Tried to post on this earlier but lost my connection. Purchase some inexpensive, 9mm "Snap Caps" from your local gun shop. While limited dry firing isn't going to hurt your gun, extensive dry firing, which is a good training tool, can cause problems such as a damaged firing pin and/or back of breech face. The snap caps look like a bullet but have a material that helps deccelerate the striker/firing-pin much like the primer on your bullet does. These items are relatively cheap, last a long, long time and will keep you out of the gun smith's shop a little longer.
Most weapons in their manual will say weather or not dry firing is good for the weapon or not. That being said I would still be inclined to use snap caps. It's a small price to pay for the piece of mind.:smt023
I advise you to get a full-fledged laser cartridge like LaserHit or LaserLyte.

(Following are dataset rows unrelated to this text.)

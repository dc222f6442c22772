#![warn(missing_docs)]
//! Batch processing of a particle scan.
//!
//! The z-stacks are read on the calling thread, condensed and classified on the rayon thread
//! pool chunk by chunk and finally written to the summary archive in particle order. After all
//! particles the histograms of the selected NPoM groups are built from the summary archive.
use std::sync::{
    atomic::{AtomicBool, Ordering},
    Arc, Mutex, MutexGuard,
};

use log::{error, info, warn};
use rayon::prelude::*;

use crate::{
    archive::{InputArchive, ParticleMetadata, ParticleRef, References, ZStack},
    classifier::Classifier,
    condenser::condense_particle,
    config::AnalysisConfig,
    error::{DfError, DfResult},
    histogram::analyse_group,
    observer::{NullObserver, Observer},
    spectrum::DfSpectrum,
    summary::{NpomGroup, SummaryWriter},
};

/// Cloneable flag to cancel a running batch from another thread.
#[derive(Debug, Clone, Default)]
pub struct CancelToken(Arc<AtomicBool>);
impl CancelToken {
    /// Creates a new, not cancelled token.
    #[must_use]
    pub fn new() -> Self {
        Self::default()
    }
    /// Requests cancellation.
    pub fn cancel(&self) {
        self.0.store(true, Ordering::SeqCst);
    }
    /// Returns `true` if cancellation was requested.
    #[must_use]
    pub fn is_cancelled(&self) -> bool {
        self.0.load(Ordering::SeqCst)
    }
}

/// Selection and behaviour of a batch run.
#[derive(Debug, Clone)]
pub struct BatchOptions {
    /// position of the first particle to analyse
    pub first: usize,
    /// position of the last particle to analyse (inclusive). `0` analyses all remaining particles.
    pub last: usize,
    /// abort on the first failing particle or histogram
    pub raise_exceptions: bool,
    /// NPoM groups receiving a histogram
    pub histogram_groups: Vec<NpomGroup>,
    /// number of particles condensed in parallel before their results are written
    pub chunk_size: usize,
}
impl Default for BatchOptions {
    fn default() -> Self {
        Self {
            first: 0,
            last: 0,
            raise_exceptions: false,
            histogram_groups: vec![
                NpomGroup::All,
                NpomGroup::NonWeirdPeakers,
                NpomGroup::WeirdPeakers,
                NpomGroup::Ideal,
                NpomGroup::Doubles,
                NpomGroup::Singles,
            ],
            chunk_size: 64,
        }
    }
}
impl BatchOptions {
    /// Sets the histogram groups from their archive names.
    ///
    /// # Errors
    ///
    /// This function will return an error if one of the names is unknown.
    pub fn set_histogram_groups(&mut self, names: &[String]) -> DfResult<()> {
        self.histogram_groups = names
            .iter()
            .map(|n| NpomGroup::from_name(n))
            .collect::<DfResult<Vec<_>>>()?;
        Ok(())
    }
    fn select<'a>(&self, particles: &'a [ParticleRef]) -> &'a [ParticleRef] {
        let first = self.first.min(particles.len());
        let end = if self.last == 0 {
            particles.len()
        } else {
            (self.last + 1).clamp(first, particles.len())
        };
        &particles[first..end]
    }
}

/// Counters of a batch run.
#[derive(Debug, Clone, Default, PartialEq, Eq)]
pub struct BatchReport {
    /// spectra written to the summary archive
    pub processed: usize,
    /// spectra classified as NPoM
    pub npoms: usize,
    /// spectra rejected as NPoM
    pub non_npoms: usize,
    /// particles whose analysis failed
    pub failed: usize,
    /// particles which could not be read together with the reason
    pub skipped: Vec<(String, String)>,
    /// NPoM groups a histogram was stored for
    pub histograms: Vec<NpomGroup>,
    /// the batch was cancelled before completion
    pub cancelled: bool,
}

enum Outcome {
    Analysed(DfSpectrum, ParticleMetadata),
    Crashed {
        y: Option<Vec<f64>>,
        metadata: ParticleMetadata,
        error: DfError,
    },
}

/// Owned handles and settings of a batch run.
pub struct BatchContext {
    input: InputArchive,
    writer: Mutex<SummaryWriter>,
    config: AnalysisConfig,
    classifier: Classifier,
    observer: Box<dyn Observer>,
    cancel: CancelToken,
}
impl BatchContext {
    /// Creates a new batch context.
    ///
    /// # Errors
    ///
    /// This function will return an error if the configuration is invalid.
    pub fn new(input: InputArchive, writer: SummaryWriter, config: AnalysisConfig) -> DfResult<Self> {
        config.validate()?;
        Ok(Self {
            input,
            writer: Mutex::new(writer),
            classifier: Classifier::new(config.classifier.clone()),
            config,
            observer: Box::new(NullObserver),
            cancel: CancelToken::new(),
        })
    }
    /// Replaces the observer notified about classified spectra and histograms.
    #[must_use]
    pub fn with_observer(mut self, observer: Box<dyn Observer>) -> Self {
        self.observer = observer;
        self
    }
    /// Replaces the cancellation token.
    #[must_use]
    pub fn with_cancel_token(mut self, cancel: CancelToken) -> Self {
        self.cancel = cancel;
        self
    }
    /// Returns the summary writer.
    ///
    /// # Errors
    ///
    /// This function will return an error if the writer lock is poisoned.
    pub fn into_writer(self) -> DfResult<SummaryWriter> {
        self.writer
            .into_inner()
            .map_err(|_| DfError::Other("Mutex lock failed".to_string()))
    }
    fn lock_writer(&self) -> DfResult<MutexGuard<'_, SummaryWriter>> {
        self.writer
            .lock()
            .map_err(|_| DfError::Other("Mutex lock failed".to_string()))
    }
    fn analyse(&self, particle: &ParticleRef, stack: &ZStack, references: &References) -> Outcome {
        let metadata = stack.metadata.clone();
        let condensed = match condense_particle(stack, references, &self.config.condenser) {
            Ok(condensed) => condensed,
            Err(error) => {
                return Outcome::Crashed {
                    y: None,
                    metadata,
                    error,
                }
            }
        };
        match self
            .classifier
            .analyse(particle.number, references.wavelengths(), condensed.y.clone(), false)
        {
            Ok(spectrum) => Outcome::Analysed(
                spectrum
                    .with_alignment(condensed.aligned, condensed.alignment_score, condensed.z_profile)
                    .with_source(&particle.path),
                metadata,
            ),
            Err(error) => Outcome::Crashed {
                y: Some(condensed.y),
                metadata,
                error,
            },
        }
    }
    fn write(
        &self,
        particle: &ParticleRef,
        outcome: Outcome,
        references: &References,
        options: &BatchOptions,
        report: &mut BatchReport,
    ) -> DfResult<()> {
        let mut writer = self.lock_writer()?;
        match outcome {
            Outcome::Analysed(spectrum, metadata) => {
                writer.write_spectrum(&spectrum, &metadata)?;
                report.processed += 1;
                if spectrum.class().is_npom() {
                    report.npoms += 1;
                } else {
                    report.non_npoms += 1;
                }
                self.observer.on_spectrum_classified(&spectrum);
            }
            Outcome::Crashed { y, metadata, error } => {
                error!("analysis of {} failed: {error}", particle.path);
                report.failed += 1;
                if options.raise_exceptions {
                    return Err(error);
                }
                if let Some(y) = y {
                    writer.write_failed(
                        particle.number,
                        references.wavelengths(),
                        &y,
                        &particle.path,
                        &error.to_string(),
                    )?;
                    if let Some(date) = metadata.date() {
                        writer.set_date_measured(&date)?;
                    }
                }
            }
        }
        Ok(())
    }
    fn process_particles(
        &self,
        particles: &[ParticleRef],
        options: &BatchOptions,
        report: &mut BatchReport,
    ) -> DfResult<()> {
        let references = self.input.references(particles)?;
        for chunk in particles.chunks(options.chunk_size.max(1)) {
            let mut stacks = Vec::with_capacity(chunk.len());
            for particle in chunk {
                if self.cancel.is_cancelled() {
                    break;
                }
                match self.input.z_stack(particle, &references) {
                    Ok(stack) => stacks.push((particle, stack)),
                    Err(e) => {
                        warn!("skipping {}: {e}", particle.path);
                        report.skipped.push((particle.path.clone(), e.to_string()));
                    }
                }
            }
            let outcomes: Vec<Outcome> = stacks
                .par_iter()
                .map(|(particle, stack)| self.analyse(particle, stack, &references))
                .collect();
            for ((particle, _), outcome) in stacks.iter().zip(outcomes) {
                self.write(particle, outcome, &references, options, report)?;
            }
            if self.cancel.is_cancelled() {
                report.cancelled = true;
                break;
            }
        }
        Ok(())
    }
    /// Analyses the selected particles and builds the histograms.
    ///
    /// Single particles never abort the batch unless `raise_exceptions` is set. A cancelled
    /// batch stops after the current particle, skips the histograms and returns a report flagged
    /// `cancelled`; the summary archive stays consistent.
    ///
    /// # Errors
    ///
    /// This function will return an error if
    ///   - the particle list or the references cannot be read
    ///   - writing the summary archive fails
    ///   - `raise_exceptions` is set and a particle or histogram fails
    pub fn run(&self, options: &BatchOptions) -> DfResult<BatchReport> {
        let mut report = BatchReport::default();
        let particles = self.input.particles()?;
        let selected = options.select(&particles);
        info!(
            "analysing {} of {} particles of {}",
            selected.len(),
            particles.len(),
            self.input.scan_name()
        );
        if self.cancel.is_cancelled() {
            report.cancelled = true;
        } else if !selected.is_empty() {
            self.process_particles(selected, options, &mut report)?;
        }
        if report.cancelled {
            info!("batch cancelled");
        } else {
            let writer = self.lock_writer()?;
            report.histograms = run_statistics(
                &writer,
                &self.config,
                &options.histogram_groups,
                self.observer.as_ref(),
                &self.cancel,
                options.raise_exceptions,
            )?;
            report.cancelled = self.cancel.is_cancelled();
        }
        self.lock_writer()?.file().flush()?;
        info!(
            "{} spectra processed: {} NPoMs, {} non-NPoMs, {} failed, {} skipped",
            report.processed,
            report.npoms,
            report.non_npoms,
            report.failed,
            report.skipped.len()
        );
        Ok(report)
    }
}

/// Builds and stores the histograms of the given NPoM groups.
///
/// Returns the groups a histogram was stored for. Cancellation is checked between groups.
///
/// # Errors
///
/// This function will return an error if `raise_exceptions` is set and a histogram fails.
pub fn run_statistics(
    writer: &SummaryWriter,
    config: &AnalysisConfig,
    groups: &[NpomGroup],
    observer: &dyn Observer,
    cancel: &CancelToken,
    raise_exceptions: bool,
) -> DfResult<Vec<NpomGroup>> {
    let classifier = Classifier::new(config.classifier.clone());
    let mut stored = Vec::new();
    for group in groups {
        if cancel.is_cancelled() {
            break;
        }
        match analyse_group(writer, *group, &config.histogram, &classifier) {
            Ok(Some(histogram)) => {
                observer.on_histogram_ready(*group, &histogram);
                stored.push(*group);
            }
            Ok(None) => {}
            Err(e) => {
                warn!("histogram of {} failed: {e}", group.name());
                if raise_exceptions {
                    return Err(e);
                }
            }
        }
    }
    Ok(stored)
}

So the weapon will definitely not be damaged.
And when the workouts are successful and the movements are performed automatically, you can add a dynamic target environment to the workouts, like Virtual Shooting Range | Firearms Training Simulators for home
This is how it looks in action
I really don't do much dry fire, I prefer to go to the range and live fire, but it can help doing that as far as learning your gun's trigger and manipulation of the gun. Any of the above suggestions are good ones, especially the one Nice posted about.
About the only issue I have read about people having with dry firing their gun, is that some of them have done firing pin damage to their piece. One thing, generally, you do not want to dry fire any gun that is rim fire.